Le Figaro 3 mai 2019 – Des chênes de France pour Notre-Dame de France. Tribune de Ph Gourmain

L’incendie de Notre-Dame nous rappelle la part indispensable que constitue le patrimoine dans notre identité. L’émotion suscitée par cet événement nous invite à une réflexion de grande ampleur : quelle liberté notre époque peut-elle prendre vis-à-vis d’un tel monument ?

Quelle liberté pouvons-nous prendre vis-à-vis de nos engagements internationaux et de nos lois, comme celle de 1913 sur les monuments historiques ? Rappelons que la cathédrale est classée Patrimoine Mondial de l’Humanité par l’Unesco, que la France a signé la Charte de Venise sur les monuments, et qu’elle est initiatrice et signataire de l’accord de Paris qui recommande une réduction des émissions de CO2. Cet engagement implique entre autres l’usage de matériaux « bas carbone ».

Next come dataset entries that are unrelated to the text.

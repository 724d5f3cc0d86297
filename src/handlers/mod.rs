pub mod cart;
pub mod checkout;
pub mod orders;

use actix_web::HttpResponse;
use serde::Serialize;
use utoipa::ToSchema;

#[derive(Debug, Serialize, ToSchema)]
pub struct HealthResponse {
    pub status: String,
    pub service: String,
}

/// GET /health
#[utoipa::path(
    get,
    path = "/health",
    responses((status = 200, description = "Service is up", body = HealthResponse)),
    tag = "health"
)]
pub async fn health() -> HttpResponse {
    HttpResponse::Ok().json(HealthResponse {
        status: "healthy".to_string(),
        service: env!("CARGO_PKG_NAME").to_string(),
    })
}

Quelle liberté pouvons-nous prendre vis-à-vis de la mémoire des architectes et du peuple bâtisseur qui a donné sa vie pendant des siècles pour édifier Notre-Dame ?

Enfin, quelle liberté pouvons-nous prendre vis-à-vis de l’héritage historique que nous laisserons aux générations futures, héritage que nous n’avons pas toujours su entretenir et sauvegarder ?

La sagesse voudrait que nous répondions collectivement à ces questions avant d’en appeler à un éventuel coup de crayon architectural.

Malheureusement, le politique nous impose une temporalité qui n’est ni celle de l’analyse des événements ni celle de la projection. Davantage habitués au « temps long » et à la discrétion, les forestiers français sont eux aussi amenés à prendre position, à rentrer dans le débat et à proposer un projet en phase avec leur raison d’être.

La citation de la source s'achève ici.